Love Others by Looking Them in the Eye

Have you ever met someone for the first time and felt like Mr. Cellophane from the musical Chicago? I have felt this way more often than I care to admit. In other cultures, it might be the norm, but in America, not looking someone in the eye sends a message: ”You aren’t very important to me”. Forget about trying to remember someone’s name; the eyes come first.

God commands us to love one another (1 John 3:23). Love can be communicated in many different ways… by listening, by helping, through words of encouragement and hope, and through acts of selfless service. But love always starts with ”hello”. When you first meet someone, do you give them undivided attention, or are you looking for the next person to meet?

I can count on one hand the times in my life when I have witnessed someone giving consistent focused attention to a group of new people; treating each person as uniquely important. How about you?

We meet new people at the grocery store, at the pharmacy, standing in line for tickets to a show, waiting for a table at a restaurant, at a power-lunch or networking event, and even at church. How do you make people feel when you first meet them? My suggestion is to first make them feel important to you with your eyes. There are other suggestions, but this is a good first step.

In my church, there is a small time set aside at the beginning of service to ”go shake some hands”. This is where I have most often felt invisible to those new people I’m meeting. For some visualization, imagine you are in a dense fog and all you see coming at you is a hand. So, you start to extend your hand to meet theirs. Now, if you are like me, the next thing you do is look up and see whose hand it is.

This is the moment of truth. Will the person be looking at you as they shake your hand, or will they be looking left, right, or past you for the next hand? The goal is not to ‘’shake as many hands in the next 30 seconds as possible” and the winner gets a prize. It’s about connecting briefly with another human being.

I’m calling you to be the type of person who looks the other person in the eye. When they look up, they should see you looking at them and only them. While you say hello, continue to look at them. In that brief moment, make them feel important with your eyes.

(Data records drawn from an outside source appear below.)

use std::sync::Arc;

use auth::Authenticator;
use sqlx::postgres::PgPoolOptions;
use tasks_api::config::Config;
use tasks_api::domain::login::service::LoginService;
use tasks_api::domain::task::service::TaskService;
use tasks_api::domain::user::service::UserService;
use tasks_api::inbound::http::router::create_router;
use tasks_api::outbound::repositories::PostgresTaskRepository;
use tasks_api::outbound::repositories::PostgresUserRepository;
use tracing_subscriber::layer::SubscriberExt;
use tracing_subscriber::util::SubscriberInitExt;

#[tokio::main]
async fn main() -> Result<(), anyhow::Error> {
    tracing_subscriber::registry()
        .with(
            tracing_subscriber::EnvFilter::try_from_default_env()
                .unwrap_or_else(|_| "tasks_api=debug,tower_http=debug".into()),
        )
        .with(tracing_subscriber::fmt::layer())
        .init();

    tracing::info!(
        service = "tasks-api",
        version = env!("CARGO_PKG_VERSION"),
        "Service starting"
    );

    let config = Config::load()?;

    tracing::info!(
        http_port = config.server.http_port,
        "Configuration loaded"
    );

    let pg_pool = PgPoolOptions::new()
        .max_connections(5)
        .connect(&config.database.url)
        .await?;
    tracing::info!(
        max_connections = 5,
        database = "postgresql",
        "Database connection pool created"
    );

    sqlx::migrate!("./migrations").run(&pg_pool).await?;
    tracing::info!(database = "postgresql", "Database migrations completed");

    let authenticator = Arc::new(Authenticator::new(config.jwt.secret.as_bytes()));
    let user_repository = Arc::new(PostgresUserRepository::new(pg_pool.clone()));
    let task_repository = Arc::new(PostgresTaskRepository::new(pg_pool));

    let user_service = Arc::new(UserService::new(
        Arc::clone(&user_repository),
        Arc::clone(&authenticator),
    ));
    let task_service = Arc::new(TaskService::new(task_repository));
    let login_service = Arc::new(LoginService::new(
        user_repository,
        Arc::clone(&authenticator),
    ));

    let http_address = format!("0.0.0.0:{}", config.server.http_port);
    let http_listener = tokio::net::TcpListener::bind(&http_address).await?;
    tracing::info!(
        address = %http_address,
        port = config.server.http_port,
        protocol = "http",
        "Http server listening"
    );

    let http_application = create_router(user_service, task_service, login_service, authenticator);

    if let Err(e) = axum::serve(http_listener, http_application).await {
        tracing::error!(error = %e, "Server error");
        return Err(e.into());
    }

    tracing::info!("Server exited successfully");

    Ok(())
}
use std::fmt;

use chrono::DateTime;
use chrono::Utc;

use crate::domain::task::errors::TaskIdError;
use crate::domain::task::errors::TaskTitleError;
use crate::domain::user::models::UserId;
use crate::domain::user::models::UserName;

/// Task entity, owned by exactly one user.
#[derive(Debug, Clone, PartialEq)]
pub struct Task {
    pub id: TaskId,
    pub title: TaskTitle,
    pub description: Option<String>,
    pub completed: bool,
    pub user_id: UserId,
    pub created_at: DateTime<Utc>,
}

/// Task joined with the name of its owner, as listed by the API.
#[derive(Debug, Clone, PartialEq)]
pub struct TaskWithOwner {
    pub task: Task,
    pub owner_name: UserName,
}

/// Task unique identifier type, assigned by storage.
#[derive(Debug, Clone, Copy, PartialEq, Eq, Hash, PartialOrd, Ord)]
pub struct TaskId(pub i64);

impl TaskId {
    /// Parse a task ID from a path segment.
    ///
    /// # Errors
    /// * `InvalidFormat` - String is not an integer
    /// * `NotPositive` - Integer is zero or negative
    pub fn from_string(s: &str) -> Result<Self, TaskIdError> {
        let id = s
            .parse::<i64>()
            .map_err(|e| TaskIdError::InvalidFormat(format!("{}: {}", s, e)))?;

        if id > 0 {
            Ok(Self(id))
        } else {
            Err(TaskIdError::NotPositive(id))
        }
    }
}

impl fmt::Display for TaskId {
    fn fmt(&self, f: &mut fmt::Formatter<'_>) -> fmt::Result {
        self.0.fmt(f)
    }
}

/// Task title value type: trimmed, 1-200 characters.
#[derive(Debug, Clone, PartialEq, Eq)]
pub struct TaskTitle(String);

impl TaskTitle {
    const MAX_LENGTH: usize = 200;

    pub fn new(title: String) -> Result<Self, TaskTitleError> {
        let title = title.trim().to_string();
        let length = title.chars().count();

        if length == 0 {
            Err(TaskTitleError::Empty)
        } else if length > Self::MAX_LENGTH {
            Err(TaskTitleError::TooLong {
                max: Self::MAX_LENGTH,
                actual: length,
            })
        } else {
            Ok(Self(title))
        }
    }

    pub fn as_str(&self) -> &str {
        &self.0
    }
}

/// Command to create a new task.
#[derive(Debug, Clone, PartialEq)]
pub struct CreateTaskCommand {
    pub title: TaskTitle,
    pub description: Option<String>,
    pub completed: bool,
    pub user_id: UserId,
}

/// Command to update an existing task; absent fields are left untouched.
#[derive(Debug, Default)]
pub struct UpdateTaskCommand {
    pub title: Option<TaskTitle>,
    pub description: Option<String>,
    pub completed: Option<bool>,
    pub user_id: Option<UserId>,
}
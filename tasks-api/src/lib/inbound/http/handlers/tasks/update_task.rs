use axum::extract::rejection::JsonRejection;
use axum::extract::Path;
use axum::extract::State;
use axum::http::StatusCode;
use axum::Json;
use serde::Deserialize;
use serde_json::Value;

use super::TaskResponseData;
use crate::domain::task::models::TaskTitle;
use crate::domain::task::models::UpdateTaskCommand;
use crate::domain::task::ports::TaskServicePort;
use crate::domain::user::models::UserId;
use crate::inbound::http::handlers::accept;
use crate::inbound::http::handlers::boolean;
use crate::inbound::http::handlers::integer;
use crate::inbound::http::handlers::parse_body;
use crate::inbound::http::handlers::parse_task_id;
use crate::inbound::http::handlers::text;
use crate::inbound::http::handlers::ApiError;
use crate::inbound::http::handlers::ApiSuccess;
use crate::inbound::http::handlers::FieldErrors;
use crate::inbound::http::handlers::INVALID_COMPLETED;
use crate::inbound::http::handlers::INVALID_DESCRIPTION;
use crate::inbound::http::handlers::INVALID_TITLE;
use crate::inbound::http::handlers::INVALID_USER_ID;
use crate::inbound::http::router::AppState;

#[derive(Debug, Default, Deserialize)]
pub struct UpdateTaskRequest {
    pub title: Option<Value>,
    pub description: Option<Value>,
    pub completed: Option<Value>,
    #[serde(rename = "userId")]
    pub user_id: Option<Value>,
}

impl UpdateTaskRequest {
    fn try_into_command(self) -> Result<UpdateTaskCommand, ApiError> {
        let mut errors = FieldErrors::default();

        let command = UpdateTaskCommand {
            title: errors.optional("title", INVALID_TITLE, self.title, text, TaskTitle::new),
            description: errors.optional(
                "description",
                INVALID_DESCRIPTION,
                self.description,
                text,
                accept,
            ),
            completed: errors.optional(
                "completed",
                INVALID_COMPLETED,
                self.completed,
                boolean,
                accept,
            ),
            user_id: errors.optional(
                "userId",
                INVALID_USER_ID,
                self.user_id,
                integer,
                UserId::new,
            ),
        };

        if errors.is_empty() {
            Ok(command)
        } else {
            Err(errors.into())
        }
    }
}

pub async fn update_task(
    State(state): State<AppState>,
    Path(id): Path<String>,
    payload: Result<Json<UpdateTaskRequest>, JsonRejection>,
) -> Result<ApiSuccess<TaskResponseData>, ApiError> {
    let task_id = parse_task_id(&id)?;
    let command = parse_body(payload)?.try_into_command()?;

    state
        .task_service
        .update_task(&task_id, command)
        .await
        .map_err(ApiError::from)
        .map(|ref task| ApiSuccess::new(StatusCode::OK, task.into()))
}
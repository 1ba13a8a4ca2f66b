use thiserror::Error;

/// Error for TaskId parsing failures
#[derive(Debug, Clone, Error, PartialEq, Eq)]
pub enum TaskIdError {
    #[error("Invalid task ID: {0}")]
    InvalidFormat(String),

    #[error("Task ID must be positive, got {0}")]
    NotPositive(i64),
}

/// Error for TaskTitle validation failures
#[derive(Debug, Clone, Error, PartialEq, Eq)]
pub enum TaskTitleError {
    #[error("Title must not be empty")]
    Empty,

    #[error("Title too long: maximum {max} characters, got {actual}")]
    TooLong { max: usize, actual: usize },
}

/// Top-level error for all task-related operations
#[derive(Debug, Clone, Error)]
pub enum TaskError {
    #[error("Invalid title: {0}")]
    InvalidTitle(#[from] TaskTitleError),

    #[error("Task not found: {0}")]
    NotFound(String),

    #[error("Owner not found: {0}")]
    OwnerNotFound(String),

    #[error("Database error: {0}")]
    DatabaseError(String),
}
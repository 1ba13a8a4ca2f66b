pub mod task;
pub mod user;

pub use task::PostgresTaskRepository;
pub use user::PostgresUserRepository;
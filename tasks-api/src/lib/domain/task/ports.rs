use async_trait::async_trait;

use crate::domain::task::errors::TaskError;
use crate::domain::task::models::CreateTaskCommand;
use crate::domain::task::models::Task;
use crate::domain::task::models::TaskId;
use crate::domain::task::models::TaskWithOwner;
use crate::domain::task::models::UpdateTaskCommand;

/// Port for task domain service operations.
#[async_trait]
pub trait TaskServicePort: Send + Sync + 'static {
    /// Create a task for an existing user.
    ///
    /// # Errors
    /// * `OwnerNotFound` - `user_id` does not reference a user
    /// * `DatabaseError` - Database operation failed
    async fn create_task(&self, command: CreateTaskCommand) -> Result<Task, TaskError>;

    /// Retrieve task by identifier.
    ///
    /// # Errors
    /// * `NotFound` - Task does not exist
    /// * `DatabaseError` - Database operation failed
    async fn get_task(&self, id: &TaskId) -> Result<Task, TaskError>;

    /// List every task with its owner's name.
    ///
    /// # Errors
    /// * `DatabaseError` - Database operation failed
    async fn list_tasks(&self) -> Result<Vec<TaskWithOwner>, TaskError>;

    /// Apply a partial update to a task.
    ///
    /// # Errors
    /// * `NotFound` - Task does not exist
    /// * `OwnerNotFound` - New `user_id` does not reference a user
    /// * `DatabaseError` - Database operation failed
    async fn update_task(&self, id: &TaskId, command: UpdateTaskCommand)
        -> Result<Task, TaskError>;

    /// Delete a task.
    ///
    /// # Errors
    /// * `NotFound` - Task does not exist
    /// * `DatabaseError` - Database operation failed
    async fn delete_task(&self, id: &TaskId) -> Result<(), TaskError>;
}

/// Persistence operations for tasks.
#[async_trait]
pub trait TaskRepository: Send + Sync + 'static {
    /// Insert a task; storage assigns `id` and `created_at`.
    ///
    /// # Errors
    /// * `OwnerNotFound` - Referenced user does not exist
    /// * `DatabaseError` - Database operation failed
    async fn create(&self, task: CreateTaskCommand) -> Result<Task, TaskError>;

    /// # Errors
    /// * `DatabaseError` - Database operation failed
    async fn find_by_id(&self, id: &TaskId) -> Result<Option<Task>, TaskError>;

    /// All tasks joined with their owner's name, ordered by identifier.
    ///
    /// # Errors
    /// * `DatabaseError` - Database operation failed
    async fn list_with_owner(&self) -> Result<Vec<TaskWithOwner>, TaskError>;

    /// # Errors
    /// * `NotFound` - Task does not exist
    /// * `OwnerNotFound` - Referenced user does not exist
    /// * `DatabaseError` - Database operation failed
    async fn update(&self, task: Task) -> Result<Task, TaskError>;

    /// # Errors
    /// * `NotFound` - Task does not exist
    /// * `DatabaseError` - Database operation failed
    async fn delete(&self, id: &TaskId) -> Result<(), TaskError>;
}
use async_trait::async_trait;
use chrono::DateTime;
use chrono::Utc;
use sqlx::PgPool;

use crate::domain::user::models::Age;
use crate::domain::user::models::EmailAddress;
use crate::domain::user::models::NewUser;
use crate::domain::user::models::User;
use crate::domain::user::models::UserId;
use crate::domain::user::models::UserName;
use crate::domain::user::ports::UserRepository;
use crate::user::errors::UserError;

const EMAIL_UNIQUE_CONSTRAINT: &str = "users_email_key";

#[derive(Debug, sqlx::FromRow)]
struct UserRow {
    id: i64,
    email: String,
    name: String,
    age: Option<i32>,
    password_hash: String,
    created_at: DateTime<Utc>,
}

impl TryFrom<UserRow> for User {
    type Error = UserError;

    fn try_from(row: UserRow) -> Result<Self, Self::Error> {
        Ok(User {
            id: UserId(row.id),
            email: EmailAddress::new(row.email)?,
            name: UserName::new(row.name)?,
            age: row.age.map(|age| Age::new(age.into())).transpose()?,
            password_hash: row.password_hash,
            created_at: row.created_at,
        })
    }
}

pub struct PostgresUserRepository {
    pool: PgPool,
}

impl PostgresUserRepository {
    pub fn new(pool: PgPool) -> Self {
        Self { pool }
    }
}

fn map_write_error(e: sqlx::Error, email: &EmailAddress) -> UserError {
    if let Some(db_err) = e.as_database_error() {
        if db_err.is_unique_violation() && db_err.constraint() == Some(EMAIL_UNIQUE_CONSTRAINT) {
            return UserError::EmailAlreadyExists(email.as_str().to_string());
        }
    }
    UserError::DatabaseError(e.to_string())
}

#[async_trait]
impl UserRepository for PostgresUserRepository {
    async fn create(&self, user: NewUser) -> Result<User, UserError> {
        let row = sqlx::query_as::<_, UserRow>(
            r#"
            INSERT INTO users (email, name, age, password_hash)
            VALUES ($1, $2, $3, $4)
            RETURNING id, email, name, age, password_hash, created_at
            "#,
        )
        .bind(user.email.as_str())
        .bind(user.name.as_str())
        .bind(user.age.map(|age| age.value()))
        .bind(&user.password_hash)
        .fetch_one(&self.pool)
        .await
        .map_err(|e| map_write_error(e, &user.email))?;

        row.try_into()
    }

    async fn find_by_id(&self, id: &UserId) -> Result<Option<User>, UserError> {
        sqlx::query_as::<_, UserRow>(
            r#"
            SELECT id, email, name, age, password_hash, created_at
            FROM users
            WHERE id = $1
            "#,
        )
        .bind(id.0)
        .fetch_optional(&self.pool)
        .await
        .map_err(|e| UserError::DatabaseError(e.to_string()))?
        .map(User::try_from)
        .transpose()
    }

    async fn find_by_email(&self, email: &EmailAddress) -> Result<Option<User>, UserError> {
        sqlx::query_as::<_, UserRow>(
            r#"
            SELECT id, email, name, age, password_hash, created_at
            FROM users
            WHERE email = $1
            "#,
        )
        .bind(email.as_str())
        .fetch_optional(&self.pool)
        .await
        .map_err(|e| UserError::DatabaseError(e.to_string()))?
        .map(User::try_from)
        .transpose()
    }

    async fn list_all(&self) -> Result<Vec<User>, UserError> {
        let rows = sqlx::query_as::<_, UserRow>(
            r#"
            SELECT id, email, name, age, password_hash, created_at
            FROM users
            ORDER BY id
            "#,
        )
        .fetch_all(&self.pool)
        .await
        .map_err(|e| UserError::DatabaseError(e.to_string()))?;

        rows.into_iter().map(User::try_from).collect()
    }

    async fn update(&self, user: User) -> Result<User, UserError> {
        let row = sqlx::query_as::<_, UserRow>(
            r#"
            UPDATE users
            SET email = $2, name = $3, age = $4, password_hash = $5
            WHERE id = $1
            RETURNING id, email, name, age, password_hash, created_at
            "#,
        )
        .bind(user.id.0)
        .bind(user.email.as_str())
        .bind(user.name.as_str())
        .bind(user.age.map(|age| age.value()))
        .bind(&user.password_hash)
        .fetch_optional(&self.pool)
        .await
        .map_err(|e| map_write_error(e, &user.email))?;

        match row {
            Some(row) => row.try_into(),
            None => Err(UserError::NotFound(user.id.to_string())),
        }
    }

    async fn delete(&self, id: &UserId) -> Result<(), UserError> {
        let result = sqlx::query("DELETE FROM users WHERE id = $1")
            .bind(id.0)
            .execute(&self.pool)
            .await
            .map_err(|e| UserError::DatabaseError(e.to_string()))?;

        if result.rows_affected() == 0 {
            return Err(UserError::NotFound(id.to_string()));
        }

        Ok(())
    }
}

Jesus Christ was quoted as saying ”If someone says, ‘I love God,’ and hates his brother, he is a liar; for the one who does not love his brother whom he has seen, cannot love God whom he has not seen.” (1 John 4:20) The practical application today is this: How can you love others if you aren’t even willing to give them your brief undivided attention? If it’s tough to do this in church with fellow believers, how are you possibly going to make non-believers feel important when you meet them?

When it comes to evangelism and connecting with non-believers, I won’t suggest I have it all figured out. But I do know this: true evangelism starts with a loving relationship where the other person feels as important to you as they are to our heavenly Father. The first and possibly only chance you will get to develop such a relationship depends on your eyes. Where are they focused?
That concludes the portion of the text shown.